Stored data
------------------------------------------------

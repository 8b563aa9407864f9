//! Evolution Scheduler
//!
//! Periodic orchestrator of the strategy lifecycle: selects candidates by
//! priority, drives Backtest -> Evaluator -> Mutator under a live-tunable
//! concurrency budget, persists state atomically and records lineage and
//! regime snapshots into the MCN.

use std::sync::atomic::{AtomicBool, Ordering};
use std::sync::Arc;
use std::time::Duration;

use anyhow::Result;
use chrono::{DateTime, Utc};
use tokio::sync::{Notify, Semaphore};
use tokio::time::Instant;

use backtest_engine::{BacktestConfig, BacktestEngine, BacktestRequest};
use evolution_core::{
    AdminControls, BacktestError, BarSeries, EvaluationThresholds, Interval, StrategyStatus,
};
use market_data::MarketDataGateway;
use strategy_evaluator::{EvaluationDecision, EvaluationInput, Evaluator, StateUpdate};
use strategy_memory::StrategyMemory;
use strategy_mutator::{Mutator, MutatorConfig};
use strategy_repository::{EvaluationUpdate, NewStrategy, Strategy, StrategyRepository};

#[derive(Debug, Clone)]
pub struct SchedulerConfig {
    /// Backtests older than this are considered stale (A_stale).
    pub stale_after_days: i64,
    /// Wall-clock budget for one tick; unstarted work waits for the next.
    pub tick_max_seconds: u64,
    /// Per-backtest timeout (T_bt_max).
    pub backtest_timeout_seconds: u64,
    /// Base historical window requested per backtest.
    pub lookback_days: i64,
    /// Extra lookback granted per accrued attempt, for thin data.
    pub lookback_growth_days: i64,
    pub interval: Interval,
    /// Lineage depth consulted when rejecting duplicate children.
    pub generational_depth: usize,
    /// Fixed window end for deterministic replays; `None` means now.
    pub window_end: Option<DateTime<Utc>>,
}

impl Default for SchedulerConfig {
    fn default() -> Self {
        Self {
            stale_after_days: 7,
            tick_max_seconds: 240,
            backtest_timeout_seconds: 120,
            lookback_days: 730,
            lookback_growth_days: 180,
            interval: Interval::Day1,
            generational_depth: 1,
            window_end: None,
        }
    }
}

/// What one tick did, for logs and tests.
#[derive(Debug, Clone, Default, PartialEq, Eq)]
pub struct TickSummary {
    pub selected: usize,
    pub evaluated: usize,
    pub retried: usize,
    pub discarded: usize,
    pub children_spawned: usize,
    pub skipped: usize,
}

pub struct EvolutionScheduler {
    repository: Arc<StrategyRepository>,
    gateway: Arc<MarketDataGateway>,
    memory: Arc<StrategyMemory>,
    controls: Arc<AdminControls>,
    evaluator: Arc<Evaluator>,
    mutator: Arc<Mutator>,
    config: SchedulerConfig,
    backtest_config: BacktestConfig,
    shutdown: Arc<AtomicBool>,
    shutdown_notify: Arc<Notify>,
}
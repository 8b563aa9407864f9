use std::sync::Mutex;
use std::time::Instant;

/// Token bucket parameters for one provider.
#[derive(Debug, Clone, Copy)]
pub struct TokenBucketConfig {
    pub capacity: f64,
    pub refill_per_second: f64,
}

impl Default for TokenBucketConfig {
    fn default() -> Self {
        Self {
            capacity: 60.0,
            refill_per_second: 1.0,
        }
    }
}

struct BucketState {
    tokens: f64,
    last_refill: Instant,
}

/// Non-blocking token bucket. An empty bucket rejects immediately; callers
/// surface `rate_limited` without issuing the upstream call.
pub struct TokenBucket {
    config: TokenBucketConfig,
    state: Mutex<BucketState>,
}

impl TokenBucket {
    pub fn new(config: TokenBucketConfig) -> Self {
        Self {
            config,
            state: Mutex::new(BucketState {
                tokens: config.capacity,
                last_refill: Instant::now(),
            }),
        }
    }

    /// Take one token if available. Never blocks.
    pub fn try_acquire(&self) -> bool {
        let mut state = self.state.lock().expect("token bucket poisoned");
        let now = Instant::now();
        let elapsed = now.duration_since(state.last_refill).as_secs_f64();
        state.tokens =
            (state.tokens + elapsed * self.config.refill_per_second).min(self.config.capacity);
        state.last_refill = now;
        if state.tokens >= 1.0 {
            state.tokens -= 1.0;
            true
        } else {
            false
        }
    }

    /// Drain all tokens; used in tests to force the rate-limited path.
    pub fn drain(&self) {
        let mut state = self.state.lock().expect("token bucket poisoned");
        state.tokens = 0.0;
        state.last_refill = Instant::now();
    }
}
use chrono::{Duration, Utc};

use evolution_core::{
    AssetClass, Indicator, MetricRecord, Operand, Predicate, RuleSet, StrategyStatus,
};

use crate::models::{EvaluationUpdate, NewStrategy};
use crate::StrategyRepository;

async fn repository() -> StrategyRepository {
    // One connection: every pooled connection to :memory: would otherwise
    // see its own empty database.
    let pool = sqlx::sqlite::SqlitePoolOptions::new()
        .max_connections(1)
        .connect("sqlite::memory:")
        .await
        .unwrap();
    let repo = StrategyRepository::new(pool);
    repo.init_tables().await.unwrap();
    repo
}

fn rules(fast: u32, slow: u32) -> RuleSet {
    RuleSet {
        entry: vec![Predicate::CrossesAbove {
            left: Operand::Indicator {
                indicator: Indicator::Sma { period: fast },
            },
            right: Operand::Indicator {
                indicator: Indicator::Sma { period: slow },
            },
        }],
        exit: vec![Predicate::CrossesBelow {
            left: Operand::Indicator {
                indicator: Indicator::Sma { period: fast },
            },
            right: Operand::Indicator {
                indicator: Indicator::Sma { period: slow },
            },
        }],
        stop_loss_pct: Some(0.05),
        take_profit_pct: None,
        max_hold_bars: None,
    }
}

fn new_strategy(name: &str, fast: u32, age_days: i64) -> NewStrategy {
    NewStrategy {
        name: name.to_string(),
        description: "test strategy".to_string(),
        owner: "tester".to_string(),
        asset_class: AssetClass::Equities,
        symbols: vec!["AAPL".to_string(), "MSFT".to_string()],
        rules: rules(fast, 50),
        created_at: Some(Utc::now() - Duration::days(age_days)),
    }
}

fn evaluation(status: StrategyStatus, score: f64, backtest_age_days: i64) -> EvaluationUpdate {
    EvaluationUpdate {
        status,
        score: Some(score),
        train_metrics: Some(MetricRecord::default()),
        test_metrics: Some(MetricRecord::default()),
        last_backtest_at: Some(Utc::now() - Duration::days(backtest_age_days)),
        is_proposable: status == StrategyStatus::Proposable,
        generalized: false,
        per_symbol_performance: Default::default(),
        explanation_human: Some("explanation".to_string()),
        risk_note: Some("risk".to_string()),
        estimated_profit_min: Some(-0.05),
        estimated_profit_max: Some(0.20),
        discard_reason: None,
    }
}

#[tokio::test]
async fn insert_starts_in_initial_state() {
    let repo = repository().await;
    let id = repo.insert(&new_strategy("alpha", 10, 0)).await.unwrap();
    let strategy = repo.get(id).await.unwrap().unwrap();

    assert_eq!(strategy.status, StrategyStatus::Experiment);
    assert_eq!(strategy.score, None);
    assert_eq!(strategy.evolution_attempts, 0);
    assert!(!strategy.is_proposable);
    assert!(strategy.last_backtest_at.is_none());
    assert_eq!(strategy.fingerprint.len(), 64);
}

#[tokio::test]
async fn never_backtested_beats_stale_candidate() {
    let repo = repository().await;
    // A candidate last backtested 10 days ago...
    let stale = repo.insert(&new_strategy("stale", 12, 30)).await.unwrap();
    repo.apply_evaluation(stale, &evaluation(StrategyStatus::Candidate, 0.5, 10))
        .await
        .unwrap();
    // ...and a never-backtested strategy created yesterday.
    let fresh = repo.insert(&new_strategy("fresh", 10, 1)).await.unwrap();

    let stale_before = Utc::now() - Duration::days(7);
    let batch = repo.select_backtest_batch(stale_before, 1).await.unwrap();
    assert_eq!(batch.len(), 1);
    assert_eq!(batch[0].id, fresh);
}

#[tokio::test]
async fn selection_orders_all_four_tiers() {
    let repo = repository().await;

    let tier1 = repo.insert(&new_strategy("stale", 12, 40)).await.unwrap();
    repo.apply_evaluation(tier1, &evaluation(StrategyStatus::Candidate, 0.5, 10))
        .await
        .unwrap();

    let tier2 = repo.insert(&new_strategy("experiment", 14, 20)).await.unwrap();
    repo.apply_evaluation(tier2, &evaluation(StrategyStatus::Experiment, 0.2, 1))
        .await
        .unwrap();

    let tier3 = repo.insert(&new_strategy("candidate", 16, 20)).await.unwrap();
    repo.apply_evaluation(tier3, &evaluation(StrategyStatus::Candidate, 0.5, 1))
        .await
        .unwrap();

    let tier0 = repo.insert(&new_strategy("never", 18, 1)).await.unwrap();

    let stale_before = Utc::now() - Duration::days(7);
    let batch = repo.select_backtest_batch(stale_before, 10).await.unwrap();
    let ids: Vec<i64> = batch.iter().map(|s| s.id).collect();
    assert_eq!(ids, vec![tier0, tier1, tier2, tier3]);
}

#[tokio::test]
async fn discarded_strategies_are_not_selected() {
    let repo = repository().await;
    let id = repo.insert(&new_strategy("dead", 10, 1)).await.unwrap();
    repo.discard(id, "overfitting gap exceeded").await.unwrap();

    let stale_before = Utc::now() - Duration::days(7);
    let batch = repo.select_backtest_batch(stale_before, 10).await.unwrap();
    assert!(batch.is_empty());

    let strategy = repo.get(id).await.unwrap().unwrap();
    assert_eq!(strategy.status, StrategyStatus::Discarded);
    assert_eq!(
        strategy.discard_reason.as_deref(),
        Some("overfitting gap exceeded")
    );
}

#[tokio::test]
async fn discarded_rows_reject_further_evaluations() {
    let repo = repository().await;
    let id = repo.insert(&new_strategy("dead", 10, 1)).await.unwrap();
    repo.discard(id, "rules 2").await.unwrap();

    let applied = repo
        .apply_evaluation(id, &evaluation(StrategyStatus::Proposable, 0.9, 0))
        .await
        .unwrap();
    assert!(!applied, "discarded row must stay terminal");
    let strategy = repo.get(id).await.unwrap().unwrap();
    assert_eq!(strategy.status, StrategyStatus::Discarded);
    assert!(!strategy.is_proposable);
}

#[tokio::test]
async fn attempts_only_ever_increase() {
    let repo = repository().await;
    let id = repo.insert(&new_strategy("retry", 10, 1)).await.unwrap();
    repo.record_attempt(id).await.unwrap();
    repo.record_attempt(id).await.unwrap();
    let strategy = repo.get(id).await.unwrap().unwrap();
    assert_eq!(strategy.evolution_attempts, 2);
    // Attempt bumps leave the rest of the row untouched.
    assert!(strategy.last_backtest_at.is_none());
    assert_eq!(strategy.status, StrategyStatus::Experiment);
}

#[tokio::test]
async fn top_proposable_orders_by_score_and_hides_the_rest() {
    let repo = repository().await;

    let low = repo.insert(&new_strategy("low", 10, 1)).await.unwrap();
    repo.apply_evaluation(low, &evaluation(StrategyStatus::Proposable, 0.72, 0))
        .await
        .unwrap();

    let high = repo.insert(&new_strategy("high", 12, 1)).await.unwrap();
    repo.apply_evaluation(high, &evaluation(StrategyStatus::Proposable, 0.91, 0))
        .await
        .unwrap();

    let candidate = repo.insert(&new_strategy("cand", 14, 1)).await.unwrap();
    repo.apply_evaluation(candidate, &evaluation(StrategyStatus::Candidate, 0.5, 0))
        .await
        .unwrap();

    let top = repo.top_proposable(10).await.unwrap();
    let ids: Vec<i64> = top.iter().map(|s| s.id).collect();
    assert_eq!(ids, vec![high, low]);
    for strategy in &top {
        assert!(strategy.is_proposable);
        assert!(strategy.explanation_human.is_some());
        assert!(strategy.risk_note.is_some());
        assert!(strategy.estimated_profit_min.is_some());
        assert!(strategy.estimated_profit_max.is_some());
    }
}

#[tokio::test]
async fn evaluation_update_is_atomic_per_row() {
    let repo = repository().await;
    let id = repo.insert(&new_strategy("atomic", 10, 1)).await.unwrap();

    let mut update = evaluation(StrategyStatus::Proposable, 0.8, 0);
    update.generalized = true;
    repo.apply_evaluation(id, &update).await.unwrap();

    let strategy = repo.get(id).await.unwrap().unwrap();
    // The invariant holds on every observed row.
    assert_eq!(
        strategy.is_proposable,
        strategy.status == StrategyStatus::Proposable
    );
    assert!(strategy.generalized);
    assert_eq!(strategy.score, Some(0.8));
    assert!(strategy.train_metrics.is_some() && strategy.test_metrics.is_some());
}
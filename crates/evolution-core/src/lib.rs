pub mod config;
pub mod error;
pub mod rules;
pub mod traits;
pub mod types;

pub use config::*;
pub use error::*;
pub use rules::*;
pub use traits::*;
pub use types::*;
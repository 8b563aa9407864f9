//! Market Data Gateway
//!
//! Uniform access to OHLCV history and quotes across a fixed, ordered list
//! of providers, with per-provider token buckets, hash-stable caching and
//! single-pass failover.

use chrono::{DateTime, Utc};
use dashmap::DashMap;
use std::sync::atomic::{AtomicU64, Ordering};
use std::sync::Arc;

use evolution_core::{BarSeries, Interval, MarketDataError, MarketDataProvider, Quote};

pub mod polygon;
pub mod regime;
pub mod sim;
mod token_bucket;

pub use polygon::PolygonProvider;
pub use regime::{classify_latest, classify_regimes};
pub use sim::SimProvider;
pub use token_bucket::{TokenBucket, TokenBucketConfig};

#[derive(Debug, Clone)]
pub struct GatewayConfig {
    /// How long a cached quote stays fresh.
    pub quote_ttl_seconds: i64,
    /// Upper bound on interval slots a single bar request may span.
    pub max_window_bars: u64,
}

impl Default for GatewayConfig {
    fn default() -> Self {
        Self {
            quote_ttl_seconds: 30,
            max_window_bars: 50_000,
        }
    }
}

/// Point-in-time view of one provider's counters.
#[derive(Debug, Clone, Copy, PartialEq, Eq)]
pub struct ProviderCounters {
    pub upstream_requests: u64,
    pub rate_limit_rejections: u64,
    pub upstream_failures: u64,
}

struct ProviderSlot {
    provider: Arc<dyn MarketDataProvider>,
    bucket: TokenBucket,
    upstream_requests: AtomicU64,
    rate_limit_rejections: AtomicU64,
    upstream_failures: AtomicU64,
}

impl ProviderSlot {
    fn counters(&self) -> ProviderCounters {
        ProviderCounters {
            upstream_requests: self.upstream_requests.load(Ordering::Relaxed),
            rate_limit_rejections: self.rate_limit_rejections.load(Ordering::Relaxed),
            upstream_failures: self.upstream_failures.load(Ordering::Relaxed),
        }
    }
}

pub struct MarketDataGateway {
    slots: Vec<ProviderSlot>,
    bars_cache: DashMap<String, BarSeries>,
    quote_cache: DashMap<String, (Quote, DateTime<Utc>)>,
    config: GatewayConfig,
}

impl MarketDataGateway {
    pub fn new(config: GatewayConfig) -> Self {
        Self {
            slots: Vec::new(),
            bars_cache: DashMap::new(),
            quote_cache: DashMap::new(),
            config,
        }
    }

    /// Append a provider to the failover order.
    pub fn with_provider(
        mut self,
        provider: Arc<dyn MarketDataProvider>,
        bucket: TokenBucketConfig,
    ) -> Self {
        self.slots.push(ProviderSlot {
            provider,
            bucket: TokenBucket::new(bucket),
            upstream_requests: AtomicU64::new(0),
            rate_limit_rejections: AtomicU64::new(0),
            upstream_failures: AtomicU64::new(0),
        });
        self
    }

    pub fn provider_counters(&self, name: &str) -> Option<ProviderCounters> {
        self.slots
            .iter()
            .find(|s| s.provider.name() == name)
            .map(|s| s.counters())
    }

    /// Drain a provider's token bucket. Test hook for the rate-limit path.
    pub fn drain_bucket(&self, name: &str) {
        if let Some(slot) = self.slots.iter().find(|s| s.provider.name() == name) {
            slot.bucket.drain();
        }
    }

    /// Historical bars for (symbol, interval, window).
    ///
    /// Providers are tried in configured order, at most once each per call.
    /// Failover happens only on `rate_limited` / `upstream_unavailable`;
    /// other errors propagate immediately. Results are cached under a
    /// hash-stable key, which also pins the snapshot epoch: repeated
    /// requests for the same window return the identical series.
    pub async fn get_bars(
        &self,
        symbol: &str,
        interval: Interval,
        start: DateTime<Utc>,
        end: DateTime<Utc>,
    ) -> Result<BarSeries, MarketDataError> {
        let requested = ((end - start).num_seconds().max(0) / interval.seconds()) as u64;
        if requested > self.config.max_window_bars {
            return Err(MarketDataError::WindowTooLarge {
                requested_bars: requested,
                max_bars: self.config.max_window_bars,
            });
        }

        let key = bars_cache_key(symbol, interval, start, end);
        if let Some(hit) = self.bars_cache.get(&key) {
            return Ok(hit.clone());
        }

        let mut last_err: Option<MarketDataError> = None;
        for slot in &self.slots {
            if !slot.bucket.try_acquire() {
                slot.rate_limit_rejections.fetch_add(1, Ordering::Relaxed);
                tracing::debug!(
                    provider = slot.provider.name(),
                    symbol,
                    "token bucket empty, failing over"
                );
                last_err = Some(MarketDataError::RateLimited {
                    provider: slot.provider.name().to_string(),
                });
                continue;
            }

            slot.upstream_requests.fetch_add(1, Ordering::Relaxed);
            match slot.provider.fetch_bars(symbol, interval, start, end).await {
                Ok(bars) => {
                    let series = BarSeries {
                        symbol: symbol.to_string(),
                        interval,
                        start,
                        end,
                        bars,
                    };
                    self.bars_cache.insert(key, series.clone());
                    return Ok(series);
                }
                Err(e) if e.triggers_failover() => {
                    slot.upstream_failures.fetch_add(1, Ordering::Relaxed);
                    tracing::warn!(
                        provider = slot.provider.name(),
                        symbol,
                        error = %e,
                        "provider failed, trying next"
                    );
                    last_err = Some(e);
                    continue;
                }
                Err(e) => return Err(e),
            }
        }

        Err(last_err.unwrap_or_else(|| MarketDataError::UpstreamUnavailable {
            provider: "none".to_string(),
            message: "no providers configured".to_string(),
        }))
    }

    /// Latest quote, stale up to the configured TTL.
    pub async fn get_quote(&self, symbol: &str) -> Result<Quote, MarketDataError> {
        if let Some(hit) = self.quote_cache.get(symbol) {
            let (quote, fetched_at) = hit.value();
            let age = (Utc::now() - *fetched_at).num_seconds();
            if age <= self.config.quote_ttl_seconds {
                return Ok(quote.clone());
            }
        }

        let mut last_err: Option<MarketDataError> = None;
        for slot in &self.slots {
            if !slot.bucket.try_acquire() {
                slot.rate_limit_rejections.fetch_add(1, Ordering::Relaxed);
                last_err = Some(MarketDataError::RateLimited {
                    provider: slot.provider.name().to_string(),
                });
                continue;
            }

            slot.upstream_requests.fetch_add(1, Ordering::Relaxed);
            match slot.provider.fetch_quote(symbol).await {
                Ok(quote) => {
                    self.quote_cache
                        .insert(symbol.to_string(), (quote.clone(), Utc::now()));
                    return Ok(quote);
                }
                Err(e) if e.triggers_failover() => {
                    slot.upstream_failures.fetch_add(1, Ordering::Relaxed);
                    last_err = Some(e);
                    continue;
                }
                Err(e) => return Err(e),
            }
        }

        Err(last_err.unwrap_or_else(|| MarketDataError::UpstreamUnavailable {
            provider: "none".to_string(),
            message: "no providers configured".to_string(),
        }))
    }
}

fn bars_cache_key(
    symbol: &str,
    interval: Interval,
    start: DateTime<Utc>,
    end: DateTime<Utc>,
) -> String {
    format!(
        "{symbol}|{}|{}|{}",
        interval.as_str(),
        start.to_rfc3339(),
        end.to_rfc3339()
    )
}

------------------------------------------------

YOUR INSTRUCTIONS -
Using the data above, print exactly the lines from the line that contains "-> Result<BarSeries, MarketDataError>" through the line that contains "let series = BarSeries", with both included.

RESPONSE TO THE TASK -
    ) -> Result<BarSeries, MarketDataError> {
        let requested = ((end - start).num_seconds().max(0) / interval.seconds()) as u64;
        if requested > self.config.max_window_bars {
            return Err(MarketDataError::WindowTooLarge {
                requested_bars: requested,
                max_bars: self.config.max_window_bars,
            });
        }

        let key = bars_cache_key(symbol, interval, start, end);
        if let Some(hit) = self.bars_cache.get(&key) {
            return Ok(hit.clone());
        }

        let mut last_err: Option<MarketDataError> = None;
        for slot in &self.slots {
            if !slot.bucket.try_acquire() {
                slot.rate_limit_rejections.fetch_add(1, Ordering::Relaxed);
                tracing::debug!(
                    provider = slot.provider.name(),
                    symbol,
                    "token bucket empty, failing over"
                );
                last_err = Some(MarketDataError::RateLimited {
                    provider: slot.provider.name().to_string(),
                });
                continue;
            }

            slot.upstream_requests.fetch_add(1, Ordering::Relaxed);
            match slot.provider.fetch_bars(symbol, interval, start, end).await {
                Ok(bars) => {
                    let series = BarSeries {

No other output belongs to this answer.